June 1, 2022
By Sydney Maanibe
Sydney Maanibe is a Program Manager at Land O’Lakes Venture37 based in Arden Hills, Minnesota, and is part of the Project Manager team for the AgResults Tanzania Dairy Productivity Challenge Project.
Driven by excess greenhouse gas (GHG) emissions such as methane, carbon dioxide (CO2), and nitrous oxide, climate change is one of the defining challenges of the 21st century. Transforming weather patterns and threatening food production, the impact is truly devastating. Globally, agriculture, forestry, and land use account for 18.4% of total GHG emissions. In Eastern Africa, agricultural emissions represent 34% of Africa’s overall agricultural emissions; approximately 80% of that comes from livestock.
This year, #WorldMilkDay focuses on efforts to accelerate climate action and help reduce the dairy sector’s impact on the planet. An important climate action indicator for the dairy industry is emissions intensity, which is defined as the amount of GHG emissions required to make one liter of milk. When productivity goes up, emissions intensity goes down. So by increasing productivity, the dairy sector can reduce its overall GHG emissions, helping to limit its effects on climate change.
In Tanzania, the importance of reducing emissions intensity is especially critical. Tanzania has the second largest cattle herd in Eastern Africa but is the least efficient milk producer, producing approximately 2.2 billion liters of milk per year by a herd of 28.8 million cattle and emitting a current average emissions intensity of approximately 7-9 kilograms of CO2 eq per kg. In comparison, current emissions intensity in North America is around 1-2 kg of CO2 eq per kg.
Emissions intensity is clearly a problem in Tanzania, but the country’s dairy farmers face several challenges that limit their ability to improve their animals’ productivity. These include limited access to high-quality affordable nutrition products and other inputs that can prevent diseases such as parasite control and vaccines, insufficient advisory services, and poor animal genetics.
Recognizing these challenges and their contributions to emissions intensity, the AgResults Tanzania Dairy Challenge Productivity Project is using a Pay-for-Results prize competition to encourage private sector input suppliers to deliver high-quality inputs — nutrition products, vaccines, parasite control products and artificial insemination services — and advisory services to smallholder farmers. By providing a cash prize for each bundle of high-quality inputs delivered, the competition aims to increase animal productivity, boost smallholder farmers’ income, and strengthen value chain relationships between dairy producers and the formal dairy sector.

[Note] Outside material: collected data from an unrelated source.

use serde_json::Value;

use crate::errors::ParseError;
use crate::models::trending::TrendingRecord;
use crate::util;

/// Structured input: each symbol entry maps to one record directly,
/// rank falling back to input position when absent.
pub(crate) fn parse(
    raw: &str,
    captured_at: &str,
) -> std::result::Result<Vec<TrendingRecord>, ParseError> {
    let json: Value = serde_json::from_str(raw)?;

    // 顶层可能是数组，也可能包在symbols字段里
    let list = match json.as_array() {
        Some(list) => list,
        None => json
            .get("symbols")
            .and_then(|s| s.as_array())
            .ok_or(ParseError::NoRecords)?,
    };

    let mut records = Vec::new();

    for (i, entry) in list.iter().enumerate() {
        let ticker = match entry.get("symbol") {
            Some(Value::Object(nested)) => nested
                .get("symbol")
                .and_then(|s| s.as_str())
                .unwrap_or("N/A")
                .to_string(),
            Some(Value::String(flat)) => flat.clone(),
            _ => "N/A".to_string(),
        };

        let rank = entry
            .get("rank")
            .and_then(|r| r.as_u64())
            .unwrap_or(i as u64 + 1) as u32;

        let messages = match entry.get("messages_today") {
            Some(Value::Number(n)) => n.to_string(),
            Some(Value::String(s)) => s.clone(),
            _ => "0".to_string(),
        };

        let change = match entry.get("change") {
            Some(Value::Number(n)) => format!("{:+.2}%", n.as_f64().unwrap_or_default()),
            Some(Value::String(s)) => s.clone(),
            _ => "0.00%".to_string(),
        };

        // 缺失时间戳 -> "Just now"哨兵
        let since = entry
            .get("updated_at")
            .and_then(|u| u.as_str())
            .and_then(util::format_eastern)
            .unwrap_or_else(|| "Just now".to_string());

        records.push(TrendingRecord {
            rank,
            ticker,
            messages,
            change,
            since,
            captured_at: captured_at.to_string(),
        });
    }

    Ok(records)
}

After two years, AgResults competitors have sold more than 50,000 productivity-enhancing input bundles, supporting the provision of nutrition supplements, enhancing animal genetics, and using vaccinations as well as parasite control products to improve animal health. Smallholder farmers have noted a direct improvement in animal productivity and overall health due to the enhanced inputs and services they have received. Some have indicated that they have seen a doubling or even tripling of milk volumes from their animals.
It’s still too early to tell how these input bundles will impact emissions intensity and much harder to attribute any shifts directly to the AgResults competition. But it is efforts like this that will help to move the needle in a positive direction on dairy productivity, emissions intensity, and eventually on GHG emissions.